Formula Renault AsiaCup
- Category: Formula Renault 2.0 (2002-2019, 2022)
- Country: Asia
- Inaugural season: 2002
- Folded: 2022
- Constructors: Tatuus
- Engine suppliers: Renault
- Last Drivers' champion: Gerrard Xie
- Last Teams' champion: H-Star Racing
- Official website: rsasiamotorsport.com/formularenault/

= Formula Renault AsiaCup =

Single-Seater Racing Championship

The Formula Renault AsiaCup (formerly known as the Asian Formula Renault Challenge and AFR Series) was a Formula Regional championship held in Asia. The series debuted in 2002 and also held the China Formula Renault Challenge.
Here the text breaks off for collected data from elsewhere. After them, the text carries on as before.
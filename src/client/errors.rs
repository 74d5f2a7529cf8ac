use serde::{Deserialize, Serialize};
use std::fmt;

/// Field-level validation error reported by the backend or by local checks.
#[derive(Clone, Debug, PartialEq, Eq, Serialize, Deserialize)]
pub struct FieldError {
    pub field: String,
    pub message: String,
}

#[derive(Clone, Debug)]
pub enum AppError {
    Config(String),
    /// No response was received.
    Network(String),
    Timeout(String),
    /// The backend answered with a non-success status.
    Http {
        status: u16,
        message: Option<String>,
        errors: Vec<FieldError>,
    },
    Parse(String),
    Serialization(String),
    Storage(String),
}

impl AppError {
    /// HTTP status of the failed response, if one was received.
    #[must_use]
    pub fn status(&self) -> Option<u16> {
        match self {
            AppError::Http { status, .. } => Some(*status),
            _ => None,
        }
    }

    /// Server-supplied message, if any.
    #[must_use]
    pub fn server_message(&self) -> Option<&str> {
        match self {
            AppError::Http {
                message: Some(message),
                ..
            } => Some(message.as_str()),
            _ => None,
        }
    }

    #[must_use]
    pub fn field_errors(&self) -> &[FieldError] {
        match self {
            AppError::Http { errors, .. } => errors,
            _ => &[],
        }
    }

    /// True when the request never produced a response.
    #[must_use]
    pub fn is_unreachable(&self) -> bool {
        matches!(self, AppError::Network(_) | AppError::Timeout(_))
    }
}

impl fmt::Display for AppError {
    fn fmt(&self, formatter: &mut fmt::Formatter<'_>) -> fmt::Result {
        match self {
            AppError::Config(message) => write!(formatter, "Config error: {message}"),
            AppError::Network(message) => write!(formatter, "Network error: {message}"),
            AppError::Timeout(message) => write!(formatter, "Timeout: {message}"),
            AppError::Http {
                status, message, ..
            } => write!(
                formatter,
                "Request failed ({status}): {}",
                message.as_deref().unwrap_or("no details")
            ),
            AppError::Parse(message) => write!(formatter, "Response error: {message}"),
            AppError::Serialization(message) => {
                write!(formatter, "Request error: {message}")
            }
            AppError::Storage(message) => write!(formatter, "Storage error: {message}"),
        }
    }
}

impl std::error::Error for AppError {}

impl From<crate::storage::StorageError> for AppError {
    fn from(err: crate::storage::StorageError) -> Self {
        AppError::Storage(err.to_string())
    }
}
The series is a part of the Formula Racing Development Limited (FRD) organization managed by Kenneth Ma to promote motorsport in Asia. The FRD also runs the China Formula Campus and Clio Cup China Series.

The cars use Tatuus chassis and 2.0 L Renault Clio engines like other Formula Renault 2.0 series. After several seasons racing on Kumho tires, the series started using Giti tires from 2014.

==About==
With the aim of providing a budget junior racing series around the Asian region, FRD, with the support of Renault Sport, imported a fleet of Formula Renault 2.0 race cars and first organized the Asian Formula Renault Series in 2000. The series attracted numerous young talents from the region.

From 2002 to 2005, the series held an invitational race during the Macau Grand Prix weekend. Future F1 drivers such as Kamui Kobayashi, Kazuki Nakajima, Bruno Senna and Red Bull Junior Team's Scott Speed all once took part in the event.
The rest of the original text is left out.